Prior work,70 which led to the discovery of the AT2-senescence signature (which we used here), had demonstrated that senescence of AT2 cells (not loss of AT2) is sufficient to drive progressive pulmonary fibrosis.

Others agree, and this is now an established pathophysiologic trigger in lung fibrosis.64,124, 125, 126 Our findings are in keeping with published work127 that suggests that AT2 senescence may be a targetable disease driver of lung injury in COVID-19.

Although AT2 senescence is a shared phenomenon, our PPI network analyses –which integrated AT2 processes with the immune responses (ViP signatures) – provided valuable clues into how platelet activation and thromboinflammation may be uniquely seen in the setting of COVID-19.

These findings are in keeping with recent publications128, 129, 130 which suggest that SARS-CoV-2 could induce epithelial senescence; senescent AT2 cells would then assume a SASP phenotype, which in turn led to neutrophil and platelet activation, and activation of the clotting cascade.128

As for the limitations of this study, a direct comparison of lung samples from patients who survived COVID-19 but went on to develop (or not) restrictive (fibrotic) lung disease was not possible due to the lack of such datasets at this stage of the pandemic.

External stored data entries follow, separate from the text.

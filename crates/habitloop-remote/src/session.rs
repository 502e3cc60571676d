//! Signed-in session shared between the auth client, the document store and
//! the repositories.

use serde::{Deserialize, Serialize};
use std::sync::{Arc, PoisonError, RwLock};

/// Credentials returned by the identity service
#[derive(Debug, Clone, PartialEq, Eq, Serialize, Deserialize)]
pub struct AuthSession {
    pub uid: String,
    pub email: String,
    pub id_token: String,
    pub refresh_token: String,
}

/// Clonable handle to the current session; every clone sees the same value
#[derive(Debug, Clone, Default)]
pub struct SessionHandle {
    inner: Arc<RwLock<Option<AuthSession>>>,
}

impl SessionHandle {
    #[must_use]
    pub fn new(session: Option<AuthSession>) -> Self {
        Self {
            inner: Arc::new(RwLock::new(session)),
        }
    }

    #[must_use]
    pub fn current(&self) -> Option<AuthSession> {
        self.inner
            .read()
            .unwrap_or_else(PoisonError::into_inner)
            .clone()
    }

    /// The signed-in user's id, used as the owner path in the document store
    #[must_use]
    pub fn uid(&self) -> Option<String> {
        self.current().map(|session| session.uid)
    }

    pub fn set(&self, session: AuthSession) {
        *self.inner.write().unwrap_or_else(PoisonError::into_inner) = Some(session);
    }

    pub fn clear(&self) {
        *self.inner.write().unwrap_or_else(PoisonError::into_inner) = None;
    }
}

#[cfg(test)]
mod tests {
    use super::*;

    #[test]
    fn test_clones_share_state() {
        let handle = SessionHandle::default();
        let other = handle.clone();
        assert!(other.uid().is_none());

        handle.set(AuthSession {
            uid: "u1".to_string(),
            email: "a@b.c".to_string(),
            id_token: "token".to_string(),
            refresh_token: "refresh".to_string(),
        });
        assert_eq!(other.uid().as_deref(), Some("u1"));

        other.clear();
        assert!(handle.current().is_none());
    }
}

It also remains unclear how to model post-COVID-19 progressive lung fibrosis in vitro and hence, no attempt was made to do so. Our results suggest that AT2 cells alone may be insufficient for such modeling because a specific host immune response that is carried in the PBMCs is a clear determinant as to who progresses and who does not.

Although AT2-specific modulation of ER-stress pathway and SARS-CoV-challenged (treated vs untreated) hamsters were used to go beyond association and establish causation, our study did not attempt to inhibit/reverse fibrosis in COVID-19 by acting on any profibrogenic cellular pathway/process. Development of novel chemical matter/biologicals and validation of the therapeutic efficacy of such agents will take time, but if successful, our findings show that their benefits will likely transcend beyond PCLD into IPF and other fibrotic lung conditions such as IPF.

In conclusion, this transdisciplinary work provides insights into the pathogenesis of PCLD, formally defines the fibrogenic processes in the lung, and rigorously validates high value gene signatures or even targets (i.e., IL15, senescence pathways, etc.) to track and manipulate the same. The insights, tools, computationally vetted disease models, and biomarkers (prognostic gene signatures) identified here are likely to spur the development of therapies for patients with fibrotic interstitial lung disease of diverse causes, including IPF, all of whom have limited or no good treatment options.